T. MICHAEL NEVENS is a director in McKinsey & Company's Silicon Valley office, and Managing Partner of the firm's Global High Tech Industry Practice. Working primarily with international clients in the computer, software, networking, semiconductor, and telecommunications industries, he focuses on revitalizing core businesses, creating new business, market entry, acquisitions, mergers, and alliances. He has written on these issues in the Wall Street Journal, Financial Times, and Harvard Business Review, and speaks regularly to industry groups. Prior to joining McKinsey, he held several staff positions with the U.S. House of Representatives, and also worked as a consultant with Arthur Andersen & Company's computer systems practice. A graduate of the University of Notre Dame, he also received a master's degree in industrial administration from the Krannert School of Purdue University.

HENRY S. ROWEN is Director of the Asia/Pacific Research Center at Stanford University.
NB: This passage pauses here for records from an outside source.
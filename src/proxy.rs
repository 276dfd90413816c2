use std::fmt;
use std::net::IpAddr;
use std::time::Duration;
use hyper::{Request, Response, StatusCode, Uri, Version};
use hyper::body::{Body, Bytes};
use hyper::header::{self, HeaderMap, HeaderName, HeaderValue};
use http_body_util::{BodyExt, Full};
use http_body_util::combinators::UnsyncBoxBody;
use hyper_util::client::legacy;
use hyper_util::client::legacy::connect::HttpConnector;
use hyper_util::rt::{TokioExecutor, TokioTimer};
use tracing::{debug, instrument};

use crate::registry::BackendEntry;

pub type BoxError = Box<dyn std::error::Error + Send + Sync>;

/// 클라이언트로 돌려보내는 응답 바디. 백엔드 응답은 버퍼링 없이 그대로 스트리밍됩니다.
pub type ProxyBody = UnsyncBoxBody<Bytes, hyper::Error>;

type UpstreamBody = UnsyncBoxBody<Bytes, BoxError>;

const POOL_IDLE_TIMEOUT: Duration = Duration::from_secs(90);

const X_FORWARDED_FOR: HeaderName = HeaderName::from_static("x-forwarded-for");
const X_FORWARDED_HOST: HeaderName = HeaderName::from_static("x-forwarded-host");
const X_FORWARDED_PROTO: HeaderName = HeaderName::from_static("x-forwarded-proto");

// RFC 9110 7.6.1 홉 단위 헤더
const HOP_BY_HOP_HEADERS: [&str; 9] = [
    "connection",
    "keep-alive",
    "proxy-connection",
    "proxy-authenticate",
    "proxy-authorization",
    "te",
    "trailer",
    "transfer-encoding",
    "upgrade",
];

#[derive(Debug)]
pub enum ProxyError {
    InvalidTarget(String),
    Upstream(legacy::Error),
    Timeout(Duration),
}

impl ProxyError {
    pub fn status(&self) -> StatusCode {
        match self {
            ProxyError::InvalidTarget(_) => StatusCode::BAD_GATEWAY,
            ProxyError::Upstream(_) => StatusCode::BAD_GATEWAY,
            ProxyError::Timeout(_) => StatusCode::GATEWAY_TIMEOUT,
        }
    }
}

impl fmt::Display for ProxyError {
    fn fmt(&self, f: &mut fmt::Formatter<'_>) -> fmt::Result {
        match self {
            ProxyError::InvalidTarget(msg) => write!(f, "Failed to build upstream request: {}", msg),
            ProxyError::Upstream(e) => write!(f, "Backend request failed: {}", e),
            ProxyError::Timeout(after) => write!(f, "Backend did not respond within {}s", after.as_secs()),
        }
    }
}

impl std::error::Error for ProxyError {
    fn source(&self) -> Option<&(dyn std::error::Error + 'static)> {
        match self {
            ProxyError::Upstream(e) => Some(e),
            _ => None,
        }
    }
}

// 프록시 요청을 위한 불변 설정 구조체. 모든 백엔드가 keep-alive 풀 하나를 공유합니다.
#[derive(Clone)]
pub struct ProxyConfig {
    client: legacy::Client<HttpConnector, UpstreamBody>,
    upstream_timeout: Duration,
}

impl ProxyConfig {
    pub fn new(upstream_timeout: Duration) -> Self {
        let mut connector = HttpConnector::new();
        connector.set_connect_timeout(Some(upstream_timeout));
        connector.set_nodelay(true);

        let client = legacy::Client::builder(TokioExecutor::new())
            .pool_timer(TokioTimer::new())
            .pool_idle_timeout(POOL_IDLE_TIMEOUT)
            .build(connector);

        Self { client, upstream_timeout }
    }
}

/// 요청을 백엔드로 전달하고 응답을 스트리밍으로 돌려줍니다.
///
/// 응답 헤더를 `upstream_timeout` 안에 받지 못하면 `ProxyError::Timeout`을 반환합니다.
/// 호출한 future가 drop되면 (클라이언트 연결 종료) 백엔드 요청도 함께 중단됩니다.
#[instrument(skip(config, backend, req), fields(backend = %backend))]
pub async fn proxy_request<B>(
    config: &ProxyConfig,
    backend: &BackendEntry,
    req: Request<B>,
    client_ip: Option<IpAddr>,
) -> Result<Response<ProxyBody>, ProxyError>
where
    B: Body<Data = Bytes> + Send + 'static,
    B::Error: Into<BoxError>,
{
    let proxied_req = build_proxied_request(backend, req, client_ip)?;
    debug!(uri = %proxied_req.uri(), "Proxying request to backend");

    let response = tokio::time::timeout(config.upstream_timeout, config.client.request(proxied_req))
        .await
        .map_err(|_| ProxyError::Timeout(config.upstream_timeout))?
        .map_err(ProxyError::Upstream)?;

    let (mut parts, body) = response.into_parts();
    remove_hop_by_hop_headers(&mut parts.headers);
    debug!(status = %parts.status, "Backend responded");

    Ok(Response::from_parts(parts, body.boxed_unsync()))
}

/// 백엔드로 보낼 요청을 만듭니다.
///
/// 경로는 백엔드 기본 경로와 요청 경로를 슬래시 하나로 잇고, 쿼리는 `&`로 합칩니다.
pub fn build_proxied_request<B>(
    backend: &BackendEntry,
    req: Request<B>,
    client_ip: Option<IpAddr>,
) -> Result<Request<UpstreamBody>, ProxyError>
where
    B: Body<Data = Bytes> + Send + 'static,
    B::Error: Into<BoxError>,
{
    let (mut parts, body) = req.into_parts();

    let path = join_paths(backend.url.path(), parts.uri.path());
    let path_and_query = match join_queries(backend.url.query(), parts.uri.query()) {
        Some(query) => format!("{}?{}", path, query),
        None => path,
    };

    parts.uri = Uri::builder()
        .scheme("http")
        .authority(backend.authority().clone())
        .path_and_query(path_and_query)
        .build()
        .map_err(|e| ProxyError::InvalidTarget(e.to_string()))?;
    parts.version = Version::HTTP_11;

    let original_host = parts.headers.get(header::HOST).cloned();
    remove_hop_by_hop_headers(&mut parts.headers);

    let backend_host = HeaderValue::from_str(backend.authority().as_str())
        .map_err(|e| ProxyError::InvalidTarget(e.to_string()))?;
    parts.headers.insert(header::HOST, backend_host);

    if let Some(ip) = client_ip {
        append_forwarded_for(&mut parts.headers, ip);
    }
    if let Some(host) = original_host {
        parts.headers.insert(X_FORWARDED_HOST.clone(), host);
    }
    parts.headers.insert(X_FORWARDED_PROTO.clone(), HeaderValue::from_static("https"));

    let body = body.map_err(|e| -> BoxError { e.into() }).boxed_unsync();
    Ok(Request::from_parts(parts, body))
}

fn join_paths(base: &str, path: &str) -> String {
    match (base.ends_with('/'), path.starts_with('/')) {
        (true, true) => format!("{}{}", base, &path[1..]),
        (false, false) => format!("{}/{}", base, path),
        _ => format!("{}{}", base, path),
    }
}

fn join_queries(base: Option<&str>, query: Option<&str>) -> Option<String> {
    match (base.filter(|q| !q.is_empty()), query.filter(|q| !q.is_empty())) {
        (Some(base), Some(query)) => Some(format!("{}&{}", base, query)),
        (Some(only), None) | (None, Some(only)) => Some(only.to_string()),
        (None, None) => None,
    }
}

fn append_forwarded_for(headers: &mut HeaderMap, ip: IpAddr) {
    let value = match headers.get(&X_FORWARDED_FOR).and_then(|v| v.to_str().ok()) {
        Some(prior) => format!("{}, {}", prior, ip),
        None => ip.to_string(),
    };
    if let Ok(value) = HeaderValue::from_str(&value) {
        headers.insert(X_FORWARDED_FOR.clone(), value);
    }
}

/// 홉 단위 헤더와 `Connection` 헤더에 나열된 헤더를 제거합니다.
pub fn remove_hop_by_hop_headers(headers: &mut HeaderMap) {
    let listed: Vec<HeaderName> = headers
        .get_all(header::CONNECTION)
        .iter()
        .filter_map(|value| value.to_str().ok())
        .flat_map(|value| value.split(','))
        .filter_map(|name| HeaderName::from_bytes(name.trim().as_bytes()).ok())
        .collect();

    for name in listed {
        headers.remove(name);
    }
    for name in HOP_BY_HOP_HEADERS {
        headers.remove(name);
    }
}

/// 평문 텍스트 응답을 만듭니다.
pub fn text_response(status: StatusCode, message: impl Into<String>) -> Response<ProxyBody> {
    let mut message = message.into();
    if !message.ends_with('\n') {
        message.push('\n');
    }

    let mut response = Response::new(
        Full::new(Bytes::from(message))
            .map_err(|never| match never {})
            .boxed_unsync(),
    );
    *response.status_mut() = status;
    let headers = response.headers_mut();
    headers.insert(header::CONTENT_TYPE, HeaderValue::from_static("text/plain; charset=utf-8"));
    headers.insert(header::X_CONTENT_TYPE_OPTIONS, HeaderValue::from_static("nosniff"));
    response
}

pub fn error_response(error: &ProxyError) -> Response<ProxyBody> {
    text_response(error.status(), error.to_string())
}
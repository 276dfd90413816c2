use std::fmt;
use std::time::Duration;

/// 인증서 조회/발급 중 발생하는 에러입니다. 실패한 도메인의 핸드셰이크에만 영향을 줍니다.
#[derive(Debug)]
pub enum CertError {
    /// ClientHello에 SNI가 없음
    MissingServerName,
    /// 허용 목록에 없는 도메인
    NotAllowed(String),
    /// ACME 프로토콜 에러
    Acme {
        domain: String,
        reason: String,
    },
    /// 캐시 디렉터리 입출력 에러
    Cache {
        path: String,
        error: std::io::Error,
    },
    /// 인증서/키 PEM을 해석할 수 없음
    InvalidCertificate(String),
    /// 직전 발급 실패로 재시도 대기 중
    Backoff {
        domain: String,
        retry_after: Duration,
    },
    /// TLS 핸드셰이크 입출력 에러
    Handshake(std::io::Error),
}

impl CertError {
    pub(crate) fn acme(domain: &str, reason: impl fmt::Display) -> Self {
        CertError::Acme {
            domain: domain.to_string(),
            reason: reason.to_string(),
        }
    }
}

impl fmt::Display for CertError {
    fn fmt(&self, f: &mut fmt::Formatter<'_>) -> fmt::Result {
        match self {
            CertError::MissingServerName =>
                write!(f, "ClientHello에 서버 이름(SNI)이 없음"),
            CertError::NotAllowed(name) =>
                write!(f, "허용되지 않은 도메인: {}", name),
            CertError::Acme { domain, reason } =>
                write!(f, "도메인 {} 인증서 발급 실패: {}", domain, reason),
            CertError::Cache { path, error } =>
                write!(f, "인증서 캐시 {} 오류: {}", path, error),
            CertError::InvalidCertificate(reason) =>
                write!(f, "잘못된 인증서: {}", reason),
            CertError::Backoff { domain, retry_after } =>
                write!(f, "도메인 {} 발급 재시도 대기 중 ({}초 후)", domain, retry_after.as_secs()),
            CertError::Handshake(e) =>
                write!(f, "TLS 핸드셰이크 실패: {}", e),
        }
    }
}

impl std::error::Error for CertError {
    fn source(&self) -> Option<&(dyn std::error::Error + 'static)> {
        match self {
            CertError::Cache { error, .. } => Some(error),
            CertError::Handshake(e) => Some(e),
            _ => None,
        }
    }
}
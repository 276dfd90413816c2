use std::sync::Arc;

use crate::settings::HttpMode;
use crate::tls::SniAcceptor;
use super::{CertificateSource, ChallengeStore, PlaintextHandler};

/// 인증서 공급자와 평문 리스너 모드를 함께 묶습니다.
///
/// 두 리스너는 이 구조체가 만들어 준 핸들러/acceptor만 사용하므로 모드 분기가 여기 한 곳에 모입니다.
#[derive(Clone)]
pub struct CertificateCoordinator {
    source: Arc<dyn CertificateSource>,
    challenges: Arc<ChallengeStore>,
    mode: HttpMode,
}

impl CertificateCoordinator {
    pub fn new(source: Arc<dyn CertificateSource>, challenges: Arc<ChallengeStore>, mode: HttpMode) -> Self {
        Self { source, challenges, mode }
    }

    pub fn mode(&self) -> HttpMode {
        self.mode
    }

    pub fn plaintext_handler(&self) -> PlaintextHandler {
        match self.mode {
            HttpMode::Challenge => PlaintextHandler::Challenge(self.challenges.clone()),
            HttpMode::Redirect => PlaintextHandler::Redirect,
        }
    }

    pub fn acceptor(&self) -> SniAcceptor {
        SniAcceptor::new(self.source.clone())
    }
}
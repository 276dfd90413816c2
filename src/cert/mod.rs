//! 인증서 자동 관리 (ACME HTTP-01) 모듈입니다.
//!
//! - [`CertificateSource`]: TLS 리스너가 보는 좁은 인터페이스
//! - [`AcmeCertificateSource`]: 허용 목록 + 디렉터리 캐시 + ACME 발급/갱신
//! - [`ChallengeStore`]: 발급기와 평문 리스너가 공유하는 토큰 저장소
//! - [`CertificateCoordinator`]: 평문 리스너 모드와 SNI acceptor를 함께 구성

mod error;
mod source;
mod cache;
mod challenge;
mod acme;
mod plaintext;
mod coordinator;

pub use error::CertError;
pub use source::CertificateSource;
pub use cache::{CertCache, StoredCertificate};
pub use challenge::ChallengeStore;
pub use acme::AcmeCertificateSource;
pub use plaintext::{PlaintextHandler, ACME_CHALLENGE_PREFIX};
pub use coordinator::CertificateCoordinator;
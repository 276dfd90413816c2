use std::convert::Infallible;
use std::net::SocketAddr;
use std::sync::Arc;
use std::time::Instant;
use hyper::{Request, Response, StatusCode};
use hyper::body::{Body, Bytes};
use hyper::server::conn::http1;
use hyper::service::service_fn;
use uuid::Uuid;

use crate::{
    logging::{log_request, RequestLog},
    proxy::{self, BoxError, ProxyBody, ProxyConfig},
    registry::{BackendRegistry, RoutingError},
};

/// TLS 리스너의 모든 경로를 처리하는 프록시 핸들러입니다.
pub struct RequestHandler {
    registry: Arc<BackendRegistry>,
    proxy_config: ProxyConfig,
}

impl RequestHandler {
    pub fn new(registry: Arc<BackendRegistry>, proxy_config: ProxyConfig) -> Self {
        Self {
            registry,
            proxy_config,
        }
    }

    pub async fn handle_request<B>(
        &self,
        req: Request<B>,
        remote_addr: Option<SocketAddr>,
    ) -> Result<Response<ProxyBody>, Infallible>
    where
        B: Body<Data = Bytes> + Send + 'static,
        B::Error: Into<BoxError>,
    {
        let start_time = Instant::now();
        let mut log = RequestLog::new(Uuid::new_v4().to_string());
        log.with_request(&req);

        // 1. 라우팅
        let response = match self.registry.route_request(&req) {
            Ok(backend) => {
                log.with_backend(backend);

                // 2. 프록시 요청
                match proxy::proxy_request(&self.proxy_config, backend, req, remote_addr.map(|addr| addr.ip())).await {
                    Ok(response) => response,
                    Err(e) => {
                        log.with_error(&e);
                        proxy::error_response(&e)
                    }
                }
            }
            Err(e) => Self::create_routing_error_response(e),
        };

        log.with_response(response.status());
        log.duration_ms = start_time.elapsed().as_millis() as u64;
        log_request(&log);

        Ok(response)
    }

    fn create_routing_error_response(error: RoutingError) -> Response<ProxyBody> {
        let status = match error {
            RoutingError::MissingHost |
            RoutingError::HeaderParseError { .. } => StatusCode::BAD_REQUEST,
            RoutingError::BackendNotFound { .. } => StatusCode::NOT_FOUND,
        };

        proxy::text_response(status, error.to_string())
    }

    pub async fn handle_connection<I>(
        &self,
        io: I,
        remote_addr: Option<SocketAddr>,
    ) -> Result<(), hyper::Error>
    where
        I: hyper::rt::Read + hyper::rt::Write + Send + Unpin + 'static,
    {
        http1::Builder::new()
            .serve_connection(
                io,
                service_fn(|req| self.handle_request(req, remote_addr)),
            )
            .await
    }
}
He is also Senior Fellow at the Hoover Institution, and Professor of Public Policy and Management emeritus at Stanford's Graduate School of Business. An expert on international security, economic development, and Asian economics and politics, he served as Assistant Secretary of Defense for International Security Affairs in the U.S. Department of Defense from 1989 to 1991. He was Chairman of the National Intelligence Council from 1981 to 1983; president of the RAND Corporation from 1968 to 1972; and Assistant Director, U.S. Bureau of the Budget, from 1965 to 1966. He is a widely published author, whose current research focuses on centers of innovation and entrepreneurship around the world, economic growth prospects for the developing world, and political and economic change in East Asia.

ANNALEE SAXENIAN is Professor of Regional Development in the Department of City and Regional Planning at the University of California, Berkeley. She is internationally recognized for her research on technology regions in the United States and Europe, and has written extensively about innovation and regional development, urbanization and the technology industry, and the organization of labor markets in Silicon Valley. Her book Regional Advantage: Culture and Competition in Silicon Valley and Route 128 received the Association of American Publishers award for the best professional and scholarly book of 1994. She holds a B.A. in economics from Williams College, an M.C.P. in city and regional planning from the University of California, Berkeley, and a Ph.D. in political science from the Massachusetts Institute of Technology.